Is Dissent A Necessary Condition for Innovation?
The Case of China
By Shlomo Maital
In this blog, I prefer to raise a question, rather than provide an opinionated answer
The question is: Can China become an innovation leader, without permitting open dissent and democratic debate?
In today’s New York Times, Stephen Sass, a Cornell materials scientist, argues, the answer is no. “I don’t believe China will lead in innovation anytime soon – or at least not until it moves its institutional culture away from suppression of dissent and toward freedom of expression and encouragement of critical thought.” He notes that almost all the paradigm-shifting innovations in the past few hundred years emerged “in countries with relatively high levels of political and intellectual liberty.” The reason? Free countries encourage people to be skeptical and curious. National innovation is the result of creative individuals who have the freedom to broach new ideas. And finally, free societies attract creative talent, oppressed societies push them out.

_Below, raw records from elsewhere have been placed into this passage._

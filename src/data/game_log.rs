//! Head-to-head game log assembly

use super::lookup::{Player, Team};
use super::GameLogProvider;
use crate::{GameRecord, HoopsError, Result, Season};
use serde::Serialize;

/// A player's games against one opponent, most recent first
#[derive(Debug, Clone, Default, Serialize)]
pub struct GameLog {
    games: Vec<GameRecord>,
}

impl GameLog {
    /// Build from records in any order
    pub fn new(mut games: Vec<GameRecord>) -> Self {
        games.sort_by(|a, b| b.date.cmp(&a.date));
        GameLog { games }
    }

    /// Games newest first, as the provider lists them
    pub fn most_recent_first(&self) -> &[GameRecord] {
        &self.games
    }

    /// Games oldest first
    pub fn chronological(&self) -> Vec<GameRecord> {
        self.games.iter().rev().cloned().collect()
    }

    /// Keep only the `n` most recent games
    pub fn truncate(&mut self, n: usize) {
        self.games.truncate(n);
    }

    pub fn len(&self) -> usize {
        self.games.len()
    }

    pub fn is_empty(&self) -> bool {
        self.games.is_empty()
    }
}

/// Collect a player's most recent games against an opponent
///
/// Seasons that fail to load are logged and skipped; an error is returned
/// only when every season failed.
pub fn collect_head_to_head(
    provider: &dyn GameLogProvider,
    player: &Player,
    opponent: &Team,
    seasons: &[Season],
    last_n: usize,
) -> Result<GameLog> {
    let mut games = Vec::new();
    let mut last_error: Option<HoopsError> = None;
    let mut loaded = 0;

    for &season in seasons {
        match provider.game_log(player.id, season) {
            Ok(season_games) => {
                loaded += 1;
                let before = games.len();
                games.extend(
                    season_games
                        .into_iter()
                        .filter(|g| opponent.has_abbreviation(&g.opponent)),
                );
                log::debug!(
                    "{} {}: {} games vs {}",
                    player.full_name,
                    season,
                    games.len() - before,
                    opponent.abbreviation
                );
            }
            Err(e) => {
                log::warn!("Failed to load {} for {}: {}", season, player.full_name, e);
                last_error = Some(e);
            }
        }
    }

    if loaded == 0 {
        if let Some(e) = last_error {
            return Err(e);
        }
    }

    let mut head_to_head = GameLog::new(games);
    head_to_head.truncate(last_n);
    log::info!(
        "Found {} games for {} vs {}",
        head_to_head.len(),
        player.full_name,
        opponent.full_name
    );
    Ok(head_to_head)
}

Here is a series of ‘yes’ arguments. China will innovate, by innovating its own approach to innovation. For instance, China excels at “design for value”, innovations in product design that create excellence in ‘manufacturability’. Chinese innovation will be far more team-based, rather than garage-based American Wild West individualism. China’s culture fosters discipline, and focused discipline is a key aspect of innovation. China’s huge growing internal market will make entrepreneurship much easier, as startups can sell at home rather than sell abroad, as in Israel. China has massive savings, which make availability of capital for startups much easier than in the West. China’s educational system generates enormous numbers of engineers; even if only 1 per cent of them are creative, that is sufficient to fuel a wave of innovation.
Can China become truly innovative? Don’t hold your breath for China to become democratic and tolerate widespread dissonance. The Chinese leadership believes this would blow the lid of China’s economy. Given the ‘in the box’ thinking of innovation without dissent — China will struggle to find its way. Time will tell if they succeed.